First, he suggested to President Lyman that his place was in Salt Lake City. “Personally, I had hoped that you would be called home, as it is my feeling that the President of the quorum should be in constant contact with the Presidency, and be almost as it were a third counselor, and in this way he can keep the rest of us in proper shape.”
Then, he casually reminded President Lyman of how old he was, and of how young Heber was. “Yes, we are getting on in years … I recall when I thought 46 [Heber’s own age as he wrote] was a good age, and looked on Bro. Brigham [Jr.] as an old man when we were together in Arizona and Mexico. He was 46 and I was 26. Now he is gone and I am the old man.” But, he wrote, “I feel just like a boy.”
He then brought up what was really on his mind: “For years I have wanted all the missions of the Church visited once a year by an apostle, and have felt it was as important as visiting the saints if not more so, and I had intended asking permission to go to the missions in the Pacific if I were ever able to make the trip, and when I heard what Bro. Brigham said on this subject my heart rejoiced.”
He returned to what he had written to the Pacific mission presidents, “I hoped that you would take a trip around the world and go to Australia on your way home.” But that was not advisable, he suggested. “At your age perhaps it is as well not to make such a trip. You do not like the sea … it would be a hardship to have a long trip to get there, and you would not enjoy the trip as someone else would.”
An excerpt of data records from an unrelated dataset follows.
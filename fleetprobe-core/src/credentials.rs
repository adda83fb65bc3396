//! Login credentials shared by every host session
//!
//! Built once at startup and handed out read-only through
//! [`crate::worker::PollContext`]. The password is kept in a
//! [`SecretString`] so it never shows up in `Debug` output or logs.

use secrecy::{ExposeSecret, SecretString};

use crate::error::{ConfigError, ConfigResult};

/// Username/password pair used for password authentication
#[derive(Clone)]
pub struct Credentials {
    username: String,
    password: SecretString,
}

impl Credentials {
    /// Creates credentials, rejecting an empty username
    ///
    /// # Errors
    ///
    /// Returns `ConfigError::MissingUsername` if `username` is blank.
    pub fn new(username: impl Into<String>, password: SecretString) -> ConfigResult<Self> {
        let username = username.into();
        if username.trim().is_empty() {
            return Err(ConfigError::MissingUsername);
        }
        Ok(Self { username, password })
    }

    /// Creates credentials from a plain string password (convenience method)
    ///
    /// # Errors
    ///
    /// Returns `ConfigError::MissingUsername` if `username` is blank.
    pub fn from_plain(username: impl Into<String>, password: impl Into<String>) -> ConfigResult<Self> {
        Self::new(username, SecretString::from(password.into()))
    }

    /// Returns the username
    #[must_use]
    pub fn username(&self) -> &str {
        &self.username
    }

    /// Exposes the password for the authentication call
    #[must_use]
    pub fn expose_password(&self) -> &str {
        self.password.expose_secret()
    }
}

impl std::fmt::Debug for Credentials {
    fn fmt(&self, f: &mut std::fmt::Formatter<'_>) -> std::fmt::Result {
        f.debug_struct("Credentials")
            .field("username", &self.username)
            .field("password", &"[REDACTED]")
            .finish()
    }
}

#[cfg(test)]
mod tests {
    use super::*;

    #[test]
    fn test_debug_redacts_password() {
        let creds = Credentials::from_plain("monitor", "hunter2").unwrap();
        let debug = format!("{creds:?}");
        assert!(debug.contains("monitor"));
        assert!(!debug.contains("hunter2"));
        assert_eq!(creds.expose_password(), "hunter2");
    }

    #[test]
    fn test_blank_username_rejected() {
        assert!(matches!(
            Credentials::from_plain("  ", "pw"),
            Err(ConfigError::MissingUsername)
        ));
    }
}
//! Probe definitions
//!
//! A probe is an opaque `(label, command)` pair. The command string is sent
//! to the remote shell as-is; nothing here parses or interprets its output.

use std::collections::HashSet;

use serde::{Deserialize, Serialize};

use crate::error::{ConfigError, ConfigResult};
use crate::sink::RECORD_DELIMITER;

/// Label of the reference CPU load probe
pub const CPU_LOAD_LABEL: &str = "CPU_LOAD";

/// Label of the reference memory load probe
pub const MEM_LOAD_LABEL: &str = "MEM_LOAD";

/// Reference CPU load command: busy fraction from a single `top` sample
pub const CPU_LOAD_COMMAND: &str = r#"top -bn1 | grep "Cpu(s)" | sed "s/.*, *\([0-9.]*\)%* id.*/\1/" | awk '{print (100 - $1)/100}'"#;

/// Reference memory load command: `MemFree / MemTotal` from `/proc/meminfo`
pub const MEM_LOAD_COMMAND: &str =
    r#"head -n2 /proc/meminfo | awk '{v[NR]=$2} END {printf "%.3f\n", v[2]/v[1]}'"#;

/// One diagnostic command and the label its records carry
#[derive(Debug, Clone, PartialEq, Eq, Hash, Serialize, Deserialize)]
pub struct Probe {
    /// Record label, e.g. `CPU_LOAD`
    pub label: String,
    /// Command line executed on the remote host
    pub command: String,
}

impl Probe {
    /// Creates a probe
    #[must_use]
    pub fn new(label: impl Into<String>, command: impl Into<String>) -> Self {
        Self {
            label: label.into(),
            command: command.into(),
        }
    }

    fn check(&self, index: usize) -> ConfigResult<()> {
        let invalid = |reason: &str| ConfigError::InvalidProbe {
            index,
            reason: reason.to_string(),
        };

        if self.label.trim().is_empty() {
            return Err(invalid("label is empty"));
        }
        if self.label.contains(RECORD_DELIMITER) {
            return Err(invalid("label contains the record delimiter ' | '"));
        }
        if self.label.contains(['\n', '\r']) {
            return Err(invalid("label contains a line break"));
        }
        if self.command.trim().is_empty() {
            return Err(invalid("command is empty"));
        }
        Ok(())
    }
}

/// Ordered, validated list of probes run against every host each cycle
#[derive(Debug, Clone, PartialEq, Eq)]
pub struct ProbeSet {
    probes: Vec<Probe>,
}

impl ProbeSet {
    /// Validates and wraps `probes`, keeping their order
    ///
    /// # Errors
    ///
    /// Returns an error if the list is empty, a probe has an empty or
    /// malformed label, an empty command, or two probes share a label.
    pub fn new(probes: Vec<Probe>) -> ConfigResult<Self> {
        if probes.is_empty() {
            return Err(ConfigError::NoProbes);
        }

        let mut seen = HashSet::with_capacity(probes.len());
        for (index, probe) in probes.iter().enumerate() {
            probe.check(index)?;
            if !seen.insert(probe.label.as_str()) {
                return Err(ConfigError::DuplicateLabel(probe.label.clone()));
            }
        }

        Ok(Self { probes })
    }

    /// The reference pair: `CPU_LOAD` then `MEM_LOAD`
    #[must_use]
    pub fn reference() -> Self {
        Self {
            probes: default_probes(),
        }
    }

    /// Probes in execution order
    pub fn iter(&self) -> std::slice::Iter<'_, Probe> {
        self.probes.iter()
    }

    /// Number of probes
    #[must_use]
    pub fn len(&self) -> usize {
        self.probes.len()
    }

    /// Always `false` for a constructed set
    #[must_use]
    pub fn is_empty(&self) -> bool {
        self.probes.is_empty()
    }

    /// Labels in execution order
    pub fn labels(&self) -> impl Iterator<Item = &str> {
        self.probes.iter().map(|p| p.label.as_str())
    }
}

impl<'a> IntoIterator for &'a ProbeSet {
    type Item = &'a Probe;
    type IntoIter = std::slice::Iter<'a, Probe>;

    fn into_iter(self) -> Self::IntoIter {
        self.iter()
    }
}

/// Default probe list used when the config file names none
#[must_use]
pub fn default_probes() -> Vec<Probe> {
    vec![
        Probe::new(CPU_LOAD_LABEL, CPU_LOAD_COMMAND),
        Probe::new(MEM_LOAD_LABEL, MEM_LOAD_COMMAND),
    ]
}
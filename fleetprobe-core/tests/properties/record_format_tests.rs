//! Property-based tests for the output record format

use chrono::{Local, TimeZone};
use fleetprobe_core::sink::{RECORD_DELIMITER, TIMESTAMP_FORMAT};
use fleetprobe_core::testing::SharedBuffer;
use fleetprobe_core::{OutputSink, RecordHeader};
use proptest::prelude::*;

fn arb_header() -> impl Strategy<Value = RecordHeader> {
    (
        0i64..4_000_000_000,
        "10\\.[0-9]{1,3}\\.[0-9]{1,3}\\.[0-9]{1,3}",
        "[A-Z_]{1,12}",
    )
        .prop_map(|(secs, host, label)| RecordHeader {
            timestamp: Local.timestamp_opt(secs, 0).single().unwrap_or_else(Local::now),
            host,
            label,
        })
}

proptest! {
    #![proptest_config(ProptestConfig::with_cases(100))]

    #[test]
    fn header_fields_in_order(header in arb_header()) {
        let rendered = header.render();
        let fields: Vec<&str> = rendered.split(RECORD_DELIMITER).collect();

        prop_assert_eq!(fields.len(), 4);
        prop_assert_eq!(fields[0], header.timestamp.format(TIMESTAMP_FORMAT).to_string());
        prop_assert_eq!(fields[1], header.host.as_str());
        prop_assert_eq!(fields[2], header.label.as_str());
        prop_assert_eq!(fields[3], "");
    }

    #[test]
    fn timestamp_is_fixed_width(header in arb_header()) {
        let ts = header.timestamp.format(TIMESTAMP_FORMAT).to_string();
        prop_assert_eq!(ts.len(), 21);
        prop_assert!(ts.starts_with('[') && ts.ends_with(']'));
    }

    #[test]
    fn payload_chunks_concatenate_unchanged(
        header in arb_header(),
        chunks in prop::collection::vec(prop::collection::vec(any::<u8>(), 0..300), 0..8),
    ) {
        let buffer = SharedBuffer::new();
        let sink = OutputSink::new(buffer.clone());

        let mut record = sink.begin_record(&header).unwrap();
        for chunk in &chunks {
            record.write_chunk(chunk).unwrap();
        }
        let written = record.finish().unwrap();

        let payload: Vec<u8> = chunks.concat();
        let mut expected = header.render().into_bytes();
        expected.extend_from_slice(&payload);
        prop_assert_eq!(written, payload.len() as u64);
        prop_assert_eq!(buffer.contents(), expected);
    }
}
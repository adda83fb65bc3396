//! Property-based tests for host list parsing

use fleetprobe_core::{ConfigError, HostList};
use proptest::prelude::*;

fn arb_address() -> impl Strategy<Value = String> {
    prop_oneof![
        "10\\.[0-9]{1,3}\\.[0-9]{1,3}\\.[0-9]{1,3}",
        "[a-z]{3,10}\\.[a-z]{2,5}",
    ]
}

fn arb_unique_addresses(max: usize) -> impl Strategy<Value = Vec<String>> {
    prop::collection::hash_set(arb_address(), 1..max).prop_map(|set| set.into_iter().collect())
}

proptest! {
    #![proptest_config(ProptestConfig::with_cases(100))]

    #[test]
    fn parse_keeps_file_order(hosts in arb_unique_addresses(40)) {
        let content = hosts.join("\n");
        let list = HostList::parse(&content, 255).unwrap();
        prop_assert_eq!(list.into_vec(), hosts);
    }

    #[test]
    fn comments_and_blank_lines_are_ignored(hosts in arb_unique_addresses(20)) {
        let mut content = String::from("# managed hosts\n\n");
        for host in &hosts {
            content.push_str(host);
            content.push_str("\n   \n# ");
            content.push_str(host);
            content.push('\n');
        }
        let list = HostList::parse(&content, 255).unwrap();
        prop_assert_eq!(list.len(), hosts.len());
    }

    #[test]
    fn capacity_is_enforced(hosts in arb_unique_addresses(40), max in 1usize..40) {
        let result = HostList::parse(&hosts.join("\n"), max);
        if hosts.len() > max {
            let too_many = matches!(result, Err(ConfigError::TooManyHosts { .. }));
            prop_assert!(too_many);
        } else {
            prop_assert!(result.is_ok());
        }
    }

    #[test]
    fn duplicate_is_always_rejected(hosts in arb_unique_addresses(20), pick in any::<prop::sample::Index>()) {
        let mut with_dup = hosts.clone();
        with_dup.push(pick.get(&hosts).clone());
        let result = HostList::parse(&with_dup.join("\n"), 255);
        let duplicate = matches!(result, Err(ConfigError::DuplicateHost(_)));
        prop_assert!(duplicate);
    }

    #[test]
    fn whitespace_only_content_is_empty(ws in "[ \t\n]{0,40}") {
        let empty = matches!(HostList::parse(&ws, 255), Err(ConfigError::EmptyHostList));
        prop_assert!(empty);
    }
}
As it turns out, the call didn’t go to either Francis M. Lyman or Heber J. Grant. It wasn’t until 1920, when David O. McKay traveled to missions around the world, that most of these remote regions had their first apostolic visitor.
I laughed when I read these letters yesterday and saw how transparent Heber was in offering to sacrifice his youthful self to traveling in place of the decrepit old man. I hope no reader takes this in the wrong way, as my making fun of him or pointing out a fault for the sake of spotlighting a wart. Rather, I was delighted by this glimpse into his personality. Heber J. Grant is a man I would enjoy knowing better.